In December, the Supreme Court granted certiorari in two cases challenging the student loan forgiveness program that President Biden announced in August of last year. Biden v. Nebraska was brought by six states: Arkansas, Iowa, Kansas, Missouri, Nebraska, and South Carolina. Department of Education v. Brown was brought by two individuals with student loans. The cases allege different injuries and thus have not been consolidated.

Under the Department of Education’s student debt forgiveness program, any individual earning less than $125,000 or a married couple earning less than $250,000 in tax years 2020 or 2021 is entitled to up to $10,000 in forgiveness for most types of student loans. For borrowers who received a Pell grant, the forgiveness is up to $20,000. The Department of Education relies on the Higher Education Relief Opportunities for Students Act (HEROES Act) for authority to implement this program. Enacted in response to the September 11th terrorist attacks, the HEROES Act authorizes the Secretary of Education to defer student loan payments during a national emergency.

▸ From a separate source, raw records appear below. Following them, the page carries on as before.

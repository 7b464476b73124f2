//! Helpers over daily series: year derivation, selectable years, value range.

use chrono::{Datelike, NaiveDate};

use crate::types::DataPoint;

/// Calendar year of an ISO `YYYY-MM-DD` date.
pub fn year_of(date: &str) -> Option<i32> {
    NaiveDate::parse_from_str(date, "%Y-%m-%d")
        .ok()
        .map(|d| d.year())
}

/// All selectable years, inclusive.
pub fn year_options(min_year: i32, max_year: i32) -> Vec<i32> {
    (min_year..=max_year).collect()
}

/// Minimum and maximum value of a series, for axis scaling.
pub fn value_range(points: &[DataPoint]) -> Option<(f64, f64)> {
    points.iter().map(|p| p.value).fold(None, |acc, v| match acc {
        None => Some((v, v)),
        Some((min, max)) => Some((min.min(v), max.max(v))),
    })
}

The loan forgiveness program, which the Congressional Budget Office estimates will cost at least $400 billion, has come under intense legal scrutiny, with commentators analyzing what type of plaintiff would be injured and have standing to sue.

The states in Biden v. Nebraska make three basic standing arguments:

1)      Missouri will lose money through the Higher Education Loan Authority of the State of Missouri (MOHELA), which is a direct loan servicer and part of Missouri’s Department of Higher Education and Workforce Development. If the student loan forgiveness program is implemented, many of the participants in the MOHELA program will no longer have student loan debt, thus resulting in reduced revenue for the state and other harms.

2)      Iowa, Kansas, Nebraska, and South Carolina will lose tax revenues because those states use adjusted gross income (which includes discharged student loans) to calculate state income tax.

3)      Arkansas, Missouri, and Nebraska have lost money on their investments in student loan asset-backed securities backed by loans from the Federal Family Education Loan Program (FFEL). Once the President announced the loan forgiveness program, many borrowers consolidated their FFEL loans into Direct loans to qualify for loan forgiveness.

The individual plaintiffs in Brown argue that they are harmed because they were denied their procedural rights under the Higher Education Act and the Administrative Procedure Act when the Department of Education adopted the program without going through negotiated rulemaking and notice and comment. The Department’s student loan forgiveness program is a legislative rule requiring both procedures, but the Department went around those procedures, enacting the program unilaterally through the HEROES Act. Although the plaintiffs have student loans, one does not qualify for forgiveness because her loans are commercially held and not in default, and the other will not receive the full $20,000 in debt forgiveness because he did not receive a Pell grant in college.

The states and private plaintiffs argue that the government cannot properly rely on the HEROES Act as authority for promulgating such a massive spending program and ignoring the required negotiated rulemaking and notice-and-comment procedures. They argue that this constitutes a “major question” justifying judicial intervention to prevent executive overreach. Under the Supreme Court’s major questions doctrine—most recently developed in last term’s West Virginia v. EPA—an administrative agency cannot exercise novel authority ostensibly derived from a previously ignored statutory provision over a politically or economically significant issue without clear congressional authorization. The plaintiffs argue the debt forgiveness program has “vast economic and political significance,” so it can only be justified by a clear statement from Congress. Because Congress did not clearly authorize this program through the HEROES Act, they say, the student debt forgiveness program is an illegal exercise of executive power.

Although the Court did not consolidate the cases, it did grant a request by the government to file one set of briefs for both cases. On January 4, the government submitted its opening brief. In it, the government argued that neither the states nor the private plaintiffs have standing to sue and that the HEROES Act justifies the program. The states and private plaintiffs will file separate responses on January 27, and the government’s reply is due February 15. Oral arguments are set for February 28.